Ya en El matadero se menciona con este sentido plurívoco:
—Degüéllalo, Matasiete –quiso sacar las pistolas–. Degüéllalo como al toro.
—Pícaro unitario. Es preciso tusarlo.
—Tiene buen pescuezo para el violín.
—Tócale el violín.
—Mejor es resbalosa.
—Probaremos –dijo Matasiete, y empezó sonriendo a pasar el filo de su daga por la garganta del caído… (Echeverría, 1999: 90).
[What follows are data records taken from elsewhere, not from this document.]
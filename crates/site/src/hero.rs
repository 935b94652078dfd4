use desktop_runtime::{catalog, use_workspace_runtime, WorkspaceAction};
use leptos::*;
use system_ui::{Button, ButtonVariant, Icon, IconName, TextField};

#[component]
/// Landing search screen. Any search intent opens the desktop.
pub fn HeroScreen() -> impl IntoView {
    let runtime = use_workspace_runtime();
    let query = create_rw_signal(String::new());
    let focused = create_rw_signal(false);

    let enter_desktop = move || {
        let (viewport_w, viewport_h) = runtime.viewport();
        runtime.dispatch_action(WorkspaceAction::EnterDesktop {
            viewport_w,
            viewport_h,
        });
    };

    let on_input = Callback::new(move |ev: web_sys::Event| {
        let value = event_target_value(&ev);
        let has_text = !value.trim().is_empty();
        query.set(value);
        // Typing anything at all is enough of a search to open the desktop.
        if has_text {
            enter_desktop();
        }
    });
    let on_keydown = Callback::new(move |ev: ev::KeyboardEvent| {
        if ev.key() == "Enter" {
            enter_desktop();
        }
    });

    let suggestions_open = Signal::derive(move || focused.get() || !query.get().is_empty());

    view! {
        <section class="hero-screen">
            <h1>"Look it up, open it!"</h1>
            <h2>"I won't stop you..."</h2>

            <div class="hero-search">
                <div data-ui-slot="search-bar">
                    <Icon icon=IconName::Search />
                    <TextField
                        placeholder="Search... scenes, theatre, reels, BTS"
                        aria_label="Search the portfolio"
                        value=query
                        on_input=on_input
                        on_keydown=on_keydown
                        on_focus=Callback::new(move |_| focused.set(true))
                        on_blur=Callback::new(move |_| focused.set(false))
                    />
                    <Button
                        variant=ButtonVariant::Accent
                        on_click=Callback::new(move |_| enter_desktop())
                    >
                        "Search"
                    </Button>
                </div>

                <Show when=move || suggestions_open.get() fallback=|| ()>
                    <div class="hero-suggestions" role="listbox">
                        {catalog::HERO_SUGGESTIONS
                            .iter()
                            .map(|suggestion| {
                                view! {
                                    <Button
                                        variant=ButtonVariant::Quiet
                                        on_click=Callback::new(move |_| enter_desktop())
                                    >
                                        {*suggestion}
                                    </Button>
                                }
                            })
                            .collect_view()}
                    </div>
                </Show>
            </div>
        </section>
    }
}
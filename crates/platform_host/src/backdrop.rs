//! Decorative animated-gradient backdrop consumed as an opaque renderer.
//!
//! The renderer itself is a page-level JS global (a `NeatGradient`-style
//! constructor taking a config object plus a canvas reference and exposing
//! `destroy()`). This module only owns the `start(config)`/`stop()` lifecycle;
//! a missing global or canvas degrades to a plain background, never an error.

use std::rc::Rc;

use serde::Serialize;

/// DOM id of the canvas the backdrop renderer draws into.
pub const BACKDROP_CANVAS_ID: &str = "site-backdrop-canvas";

/// One gradient color stop.
#[derive(Debug, Clone, Copy, PartialEq, Eq, Serialize)]
pub struct BackdropColor {
    /// CSS hex color.
    pub color: &'static str,
    /// Whether the stop participates in blending.
    pub enabled: bool,
}

/// Configuration passed verbatim to the backdrop renderer.
#[derive(Debug, Clone, PartialEq, Serialize)]
#[serde(rename_all = "camelCase")]
pub struct BackdropConfig {
    pub colors: Vec<BackdropColor>,
    pub speed: f32,
    pub horizontal_pressure: f32,
    pub vertical_pressure: f32,
    pub wave_frequency_x: f32,
    pub wave_frequency_y: f32,
    pub wave_amplitude: f32,
    pub shadows: f32,
    pub highlights: f32,
    pub color_brightness: f32,
    pub color_saturation: f32,
    pub wireframe: bool,
    pub color_blending: f32,
    pub background_color: &'static str,
    pub background_alpha: f32,
    pub grain_scale: f32,
    pub grain_sparsity: f32,
    pub grain_intensity: f32,
    pub grain_speed: f32,
    pub resolution: f32,
}

impl Default for BackdropConfig {
    fn default() -> Self {
        Self {
            colors: vec![
                BackdropColor { color: "#151315", enabled: true },
                BackdropColor { color: "#151213", enabled: true },
                BackdropColor { color: "#400405", enabled: true },
                BackdropColor { color: "#868A8D", enabled: true },
                BackdropColor { color: "#192026", enabled: false },
            ],
            speed: 0.5,
            horizontal_pressure: 2.0,
            vertical_pressure: 2.0,
            wave_frequency_x: 5.0,
            wave_frequency_y: 5.0,
            wave_amplitude: 10.0,
            shadows: 10.0,
            highlights: 0.0,
            color_brightness: 1.1,
            color_saturation: 10.0,
            wireframe: false,
            color_blending: 8.0,
            background_color: "#010615",
            background_alpha: 1.0,
            grain_scale: 100.0,
            grain_sparsity: 0.0,
            grain_intensity: 1.0,
            grain_speed: 3.0,
            resolution: 1.0,
        }
    }
}

/// Lifecycle handle over the backdrop renderer.
pub trait BackdropHandle {
    /// Starts (or restarts) the renderer with the given config.
    fn start(&self, config: &BackdropConfig);
    /// Tears the renderer down.
    fn stop(&self);
}

/// Returns the backdrop handle for the current target.
pub fn backdrop_handle(canvas_id: &'static str) -> Rc<dyn BackdropHandle> {
    #[cfg(target_arch = "wasm32")]
    {
        Rc::new(web::GradientBackdrop::new(canvas_id))
    }

    #[cfg(not(target_arch = "wasm32"))]
    {
        let _ = canvas_id;
        Rc::new(NullBackdrop)
    }
}

#[cfg(not(target_arch = "wasm32"))]
struct NullBackdrop;

#[cfg(not(target_arch = "wasm32"))]
impl BackdropHandle for NullBackdrop {
    fn start(&self, _config: &BackdropConfig) {}

    fn stop(&self) {}
}

#[cfg(target_arch = "wasm32")]
mod web {
    use std::cell::RefCell;

    use wasm_bindgen::{JsCast, JsValue};

    use super::{BackdropConfig, BackdropHandle};

    const RENDERER_GLOBAL: &str = "NeatGradient";

    pub(super) struct GradientBackdrop {
        canvas_id: &'static str,
        instance: RefCell<Option<JsValue>>,
    }

    impl GradientBackdrop {
        pub(super) fn new(canvas_id: &'static str) -> Self {
            Self {
                canvas_id,
                instance: RefCell::new(None),
            }
        }

        fn construct(&self, config: &BackdropConfig) -> Option<JsValue> {
            let window = web_sys::window()?;
            let constructor = js_sys::Reflect::get(&window, &JsValue::from_str(RENDERER_GLOBAL))
                .ok()?
                .dyn_into::<js_sys::Function>()
                .ok()?;
            let canvas = window.document()?.get_element_by_id(self.canvas_id)?;
            let options = serde_wasm_bindgen::to_value(config).ok()?;
            js_sys::Reflect::set(&options, &JsValue::from_str("ref"), canvas.as_ref()).ok()?;
            let args = js_sys::Array::of1(&options);
            js_sys::Reflect::construct(&constructor, &args).ok()
        }
    }

    impl BackdropHandle for GradientBackdrop {
        fn start(&self, config: &BackdropConfig) {
            self.stop();
            *self.instance.borrow_mut() = self.construct(config);
        }

        fn stop(&self) {
            if let Some(instance) = self.instance.borrow_mut().take() {
                if let Ok(destroy) =
                    js_sys::Reflect::get(&instance, &JsValue::from_str("destroy"))
                {
                    if let Ok(destroy) = destroy.dyn_into::<js_sys::Function>() {
                        let _ = destroy.call0(&instance);
                    }
                }
            }
        }
    }
}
Cuando Ascasubi compone su poema “La refalosa”, despliega la violencia –que en El Matadero queda trunca por la súbita muerte del unitario, quien “revienta de rabia”– en una sátira de la crueldad. A lo largo de los versos, se describe con detalle el procedimiento de humillación, tortura, violación y muerte, desde la oralidad remedada de un degollador mazorquero que amenaza a “Jacinto Cielo, gacetero y soldado de la Legión Argentina”, unitario, exiliado en Montevideo durante el mencionado sitio de la ciudad. Ascasubi no solo tiene la violencia como tema, sino que, además, construye, como dice Josefina Ludmer, “una lengua brutal y asesina, la representación del mal en la lengua” (2012: 173).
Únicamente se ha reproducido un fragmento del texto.